Assignment.
Every record, from first to last, should be retyped word for word.

[Dataset entries]
────

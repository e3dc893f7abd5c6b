//! Authentication module: login, registration, profile refresh and logout.
//!
//! The [`SessionManager`] owns the session: the identity currently in control, its
//! bearer token, and the flags guards depend on. It:
//! - rehydrates from a [`SessionStore`](crate::store::SessionStore) once per process
//! - writes every transition through to storage before updating memory
//! - treats a 401 on an authenticated call as fatal to the session
//! - reports credential and network failures as values, never panics
//!
//! ## Example
//!
//! ```no_run
//! use partner_portal::auth::SessionManager;
//! use partner_portal::store::MemoryStore;
//! # use partner_portal::api::PortalApi;
//! use std::sync::Arc;
//!
//! # async fn example(api: Arc<dyn PortalApi>) {
//! let manager = Arc::new(SessionManager::new(api, Arc::new(MemoryStore::new())));
//! manager.initialize();
//!
//! match manager.login("a@b.com", "secret").await {
//!     Ok(message) => println!("{}", message),
//!     Err(e) => println!("Login failed: {}", e.client_message()),
//! }
//! # }
//! ```

pub mod errors;
pub mod manager;
pub mod models;

pub use errors::{AuthError, AuthResult};
pub use manager::{SessionConfig, SessionManager};
pub use models::{
    AuthGrant, AuthOutcome, LoginRequest, PortalUser, RegisterRequest, Role, SessionSnapshot,
    UserUuid,
};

────

Your response.
repository e3dc893f7abd5c6b
//! Authentication module: login, registration, profile refresh and logout.
//!
//! The [`SessionManager`] owns the session: the identity currently in control, its
//! bearer token, and the flags guards depend on. It:
//! - rehydrates from a [`SessionStore`](crate::store::SessionStore) once per process
//! - writes every transition through to storage before updating memory
//! - treats a 401 on an authenticated call as fatal to the session
//! - reports credential and network failures as values, never panics
//!
//! ## Example
//!
//! ```no_run
//! use partner_portal::auth::SessionManager;
//! use partner_portal::store::MemoryStore;
//! # use partner_portal::api::PortalApi;
//! use std::sync::Arc;
//!
//! # async fn example(api: Arc<dyn PortalApi>) {
//! let manager = Arc::new(SessionManager::new(api, Arc::new(MemoryStore::new())));
//! manager.initialize();
//!
//! match manager.login("a@b.com", "secret").await {
//!     Ok(message) => println!("{}", message),
//!     Err(e) => println!("Login failed: {}", e.client_message()),
//! }
//! # }
//! ```

pub mod errors;
pub mod manager;
pub mod models;

pub use errors::{AuthError, AuthResult};
pub use manager::{SessionConfig, SessionManager};
pub use models::{
    AuthGrant, AuthOutcome, LoginRequest, PortalUser, RegisterRequest, Role, SessionSnapshot,
    UserUuid,
};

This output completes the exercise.